Examen de la question prioritaire de constitutionnalité

7. Aux termes de l'article 100 de la loi de finances de 2015, dans sa rédaction issue de la loi n° 2016-1918 du 29 décembre 2016, « La République française reconnaît le caractère discriminatoire et abusif du licenciement pour faits de grève des mineurs grévistes en 1948 et 1952, amnistiés en application de la loi n° 81-736 du 4 août 1981 portant amnistie, les atteintes ainsi portées à leurs droits fondamentaux et les préjudices qui leur furent ainsi causés. Elle ouvre aux mineurs dont les dossiers ont été instruits par l'Agence nationale pour la garantie des droits des mineurs, en application de l'article 107 de la loi n° 2004-1484 du 30 décembre 2004 de finances pour 2005, le bénéfice des mesures suivantes :
1° Une allocation forfaitaire de 30 000 €.
En cas de décès de l'intéressé, l'allocation forfaitaire est versée au conjoint survivant.
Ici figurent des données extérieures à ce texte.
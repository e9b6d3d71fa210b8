//! Publishing calendar types, response parsing and auditing.

use std::fmt;

use chrono::{Datelike, Duration, NaiveDate, Weekday};
use nucleo::pattern::{CaseMatching, Normalization, Pattern};
use nucleo::{Config as NucleoConfig, Matcher, Utf32Str};
use serde::{Deserialize, Serialize};
use serde_json::Value;

use super::error::{PlanError, PlanResult};
use super::inputs::Inputs;

/// Date format used in prompts and expected back from the model.
pub const DATE_FORMAT: &str = "%Y-%m-%d";

/// Fields every calendar entry must carry, in export column order.
pub const CALENDAR_FIELDS: [&str; 4] = ["date", "title", "primary_keyword", "description"];

/// A single planned blog post.
#[derive(Debug, Clone, PartialEq, Eq, Serialize, Deserialize)]
pub struct CalendarEntry {
    /// Target publishing date, as returned by the model
    pub date: String,

    /// Blog post title
    pub title: String,

    /// Primary keyword the post targets
    pub primary_keyword: String,

    /// Short description of the post
    pub description: String,
}

impl CalendarEntry {
    /// The publishing date, if it is a `YYYY-MM-DD` date.
    pub fn parsed_date(&self) -> Option<NaiveDate> {
        NaiveDate::parse_from_str(self.date.trim(), DATE_FORMAT).ok()
    }

    /// Field value by export column name.
    pub fn field(&self, name: &str) -> Option<&str> {
        match name {
            "date" => Some(&self.date),
            "title" => Some(&self.title),
            "primary_keyword" => Some(&self.primary_keyword),
            "description" => Some(&self.description),
            _ => None,
        }
    }
}

/// Parameters of a calendar synthesis request.
#[derive(Debug, Clone, Copy, PartialEq, Eq)]
pub struct CalendarRequest {
    pub start_date: NaiveDate,
    pub duration_months: u32,
    pub posts_per_week: u32,
}

impl CalendarRequest {
    /// Accepted calendar lengths, in months.
    pub const MONTHS: std::ops::RangeInclusive<u32> = 1..=12;

    /// Accepted posting frequencies, in posts per week.
    pub const POSTS_PER_WEEK: std::ops::RangeInclusive<u32> = 1..=7;

    /// Create a validated request.
    pub fn new(start_date: NaiveDate, duration_months: u32, posts_per_week: u32) -> PlanResult<Self> {
        if !Self::MONTHS.contains(&duration_months) {
            return Err(PlanError::InvalidRequest(format!(
                "duration must be between 1 and 12 months, got {duration_months}"
            )));
        }
        if !Self::POSTS_PER_WEEK.contains(&posts_per_week) {
            return Err(PlanError::InvalidRequest(format!(
                "posts per week must be between 1 and 7, got {posts_per_week}"
            )));
        }
        Ok(Self { start_date, duration_months, posts_per_week })
    }

    /// Start date formatted for prompts.
    pub fn start(&self) -> String {
        self.start_date.format(DATE_FORMAT).to_string()
    }
}

/// The next Monday on or after `today`.
pub fn next_monday(today: NaiveDate) -> NaiveDate {
    let offset = (7 - today.weekday().num_days_from_monday()) % 7;
    today + Duration::days(i64::from(offset))
}

/// Slice out the JSON array embedded in a free-text model reply.
///
/// Takes everything from the first `[` to the last `]`, inclusive.
pub fn extract_json_array(text: &str) -> PlanResult<&str> {
    let start = text.find('[').ok_or_else(|| PlanError::Parse("no '[' in response".into()))?;
    let end = text.rfind(']').ok_or_else(|| PlanError::Parse("no ']' in response".into()))?;

    if end < start {
        return Err(PlanError::Parse("']' appears before '['".into()));
    }

    Ok(&text[start..=end])
}

/// Parse a calendar out of a model reply.
pub fn parse_calendar_response(text: &str) -> PlanResult<Vec<CalendarEntry>> {
    let json = extract_json_array(text)?;
    let value: Value = serde_json::from_str(json).map_err(|e| PlanError::Parse(e.to_string()))?;
    calendar_from_value(&value)
}

/// Check a parsed JSON value against the calendar shape.
pub fn calendar_from_value(value: &Value) -> PlanResult<Vec<CalendarEntry>> {
    let items = value.as_array().ok_or_else(|| PlanError::Parse("expected a JSON array".into()))?;

    items
        .iter()
        .enumerate()
        .map(|(index, item)| {
            let object = item.as_object().ok_or_else(|| PlanError::Validation {
                index,
                field: "*".to_string(),
                reason: "entry is not an object".to_string(),
            })?;

            let field = |name: &str| -> PlanResult<String> {
                match object.get(name) {
                    Some(Value::String(s)) => Ok(s.clone()),
                    Some(other) => Err(PlanError::Validation {
                        index,
                        field: name.to_string(),
                        reason: format!("expected a string, found {}", json_kind(other)),
                    }),
                    None => Err(PlanError::Validation {
                        index,
                        field: name.to_string(),
                        reason: "missing".to_string(),
                    }),
                }
            };

            Ok(CalendarEntry {
                date: field("date")?,
                title: field("title")?,
                primary_keyword: field("primary_keyword")?,
                description: field("description")?,
            })
        })
        .collect()
}

fn json_kind(value: &Value) -> &'static str {
    match value {
        Value::Null => "null",
        Value::Bool(_) => "a boolean",
        Value::Number(_) => "a number",
        Value::String(_) => "a string",
        Value::Array(_) => "an array",
        Value::Object(_) => "an object",
    }
}

/// A model-quality signal about one calendar entry.
#[derive(Debug, Clone, PartialEq, Eq)]
pub enum AuditFinding {
    /// Primary keyword is not part of the supplied keyword set.
    OffSetKeyword { index: usize, keyword: String },
    /// Publishing date falls before the requested start date.
    BeforeStart { index: usize, date: NaiveDate },
    /// Publishing date is on a weekend.
    Weekend { index: usize, date: NaiveDate },
    /// Publishing date is not `YYYY-MM-DD`.
    UnparseableDate { index: usize, date: String },
}

impl fmt::Display for AuditFinding {
    fn fmt(&self, f: &mut fmt::Formatter<'_>) -> fmt::Result {
        match self {
            Self::OffSetKeyword { index, keyword } => {
                write!(f, "Topic {}: keyword '{}' is not in the keyword list", index + 1, keyword)
            }
            Self::BeforeStart { index, date } => {
                write!(f, "Topic {}: date {} is before the start date", index + 1, date)
            }
            Self::Weekend { index, date } => {
                write!(f, "Topic {}: date {} falls on a weekend", index + 1, date)
            }
            Self::UnparseableDate { index, date } => {
                write!(f, "Topic {}: date '{}' is not YYYY-MM-DD", index + 1, date)
            }
        }
    }
}

/// Inspect a calendar for entries that drift from the request.
///
/// Findings are advisory; the calendar is used as-is either way.
pub fn audit_calendar(
    entries: &[CalendarEntry],
    inputs: &Inputs,
    request: &CalendarRequest,
) -> Vec<AuditFinding> {
    let mut findings = Vec::new();

    for (index, entry) in entries.iter().enumerate() {
        if !inputs.has_keyword(&entry.primary_keyword) {
            findings.push(AuditFinding::OffSetKeyword {
                index,
                keyword: entry.primary_keyword.clone(),
            });
        }

        match entry.parsed_date() {
            Some(date) => {
                if date < request.start_date {
                    findings.push(AuditFinding::BeforeStart { index, date });
                }
                if matches!(date.weekday(), Weekday::Sat | Weekday::Sun) {
                    findings.push(AuditFinding::Weekend { index, date });
                }
            }
            None => findings.push(AuditFinding::UnparseableDate { index, date: entry.date.clone() }),
        }
    }

    findings
}

/// Find the calendar entry whose title best matches `query`.
pub fn find_topic(entries: &[CalendarEntry], query: &str) -> Option<usize> {
    if query.trim().is_empty() {
        return None;
    }

    let mut matcher = Matcher::new(NucleoConfig::DEFAULT);
    let pattern = Pattern::parse(query, CaseMatching::Smart, Normalization::Smart);

    let mut best: Option<(usize, u32)> = None;
    for (index, entry) in entries.iter().enumerate() {
        let mut buf = vec![];
        let haystack = Utf32Str::new(&entry.title, &mut buf);
        if let Some(score) = pattern.score(haystack, &mut matcher) {
            // Ties keep the earliest entry
            if best.map_or(true, |(_, top)| score > top) {
                best = Some((index, score));
            }
        }
    }

    best.map(|(index, _)| index)
}
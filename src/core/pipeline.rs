//! The two model round-trips: calendar synthesis and article synthesis.

use crate::ai::AIProvider;

use super::article::Article;
use super::calendar::{parse_calendar_response, CalendarEntry, CalendarRequest};
use super::error::{PlanError, PlanResult};
use super::inputs::Inputs;
use super::prompts::{article_prompt, calendar_prompt};

/// Stateless generation pipeline over a borrowed provider.
pub struct Pipeline<'a> {
    provider: &'a dyn AIProvider,
}

impl<'a> Pipeline<'a> {
    /// Create a pipeline that sends its prompts to `provider`.
    pub fn new(provider: &'a dyn AIProvider) -> Self {
        Self { provider }
    }

    /// Ask the model for a publishing calendar and parse its reply.
    pub async fn generate_calendar(
        &self,
        request: &CalendarRequest,
        inputs: &Inputs,
    ) -> PlanResult<Vec<CalendarEntry>> {
        let prompt = calendar_prompt(request, inputs);
        let reply = self.send(&prompt).await?;
        parse_calendar_response(&reply)
    }

    /// Ask the model for the article of calendar entry `index`.
    pub async fn generate_article(
        &self,
        index: usize,
        entry: &CalendarEntry,
        inputs: &Inputs,
        extra_keywords: usize,
    ) -> PlanResult<Article> {
        let prompt = article_prompt(entry, inputs, extra_keywords);
        let reply = self.send(&prompt).await?;
        Ok(Article::from_entry(index, entry, reply))
    }

    async fn send(&self, prompt: &str) -> PlanResult<String> {
        tracing::debug!(
            provider = self.provider.name(),
            model = self.provider.model(),
            prompt_chars = prompt.len(),
            "sending generation request"
        );

        let reply = self
            .provider
            .generate(prompt)
            .await
            .map_err(|e| PlanError::Generation(format!("{e:#}")))?;

        tracing::debug!(reply_chars = reply.len(), "received generation reply");
        Ok(reply)
    }
}
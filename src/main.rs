mod config;
mod data;
mod error;
mod report;
mod session;
mod ui;

use std::io;

use config::Config;
use session::Session;

fn main() -> anyhow::Result<()> {
    env_logger::init();

    let config = Config::from_env();
    log::info!("reading trip logs from {}", config.data_dir.display());

    let stdin = io::stdin();
    let stdout = io::stdout();
    Session::new(config, stdin.lock(), stdout.lock()).run()
}
/// Terminal presentation: prompts and raw trip pages.
pub mod prompt;
pub mod table;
Lorsque l'intéressé a contracté plusieurs mariages, l'allocation est répartie entre le conjoint survivant et le ou les précédents conjoints.
Si l'un des conjoints ou ex-conjoints est décédé, l'allocation à laquelle il aurait pu prétendre est répartie en parts égales entre les enfants nés de son union avec l'intéressé.
Une allocation spécifique de 5 000 € est par ailleurs versée aux enfants de ces mineurs. »

8. La disposition contestée est applicable aux litiges qui concernent des demandes de condamnation de l'agence au paiement de diverses allocations que cette disposition prévoit.

9. Elle n'a pas déjà été déclarée conforme à la Constitution dans les motifs et le dispositif d'une décision du Conseil constitutionnel.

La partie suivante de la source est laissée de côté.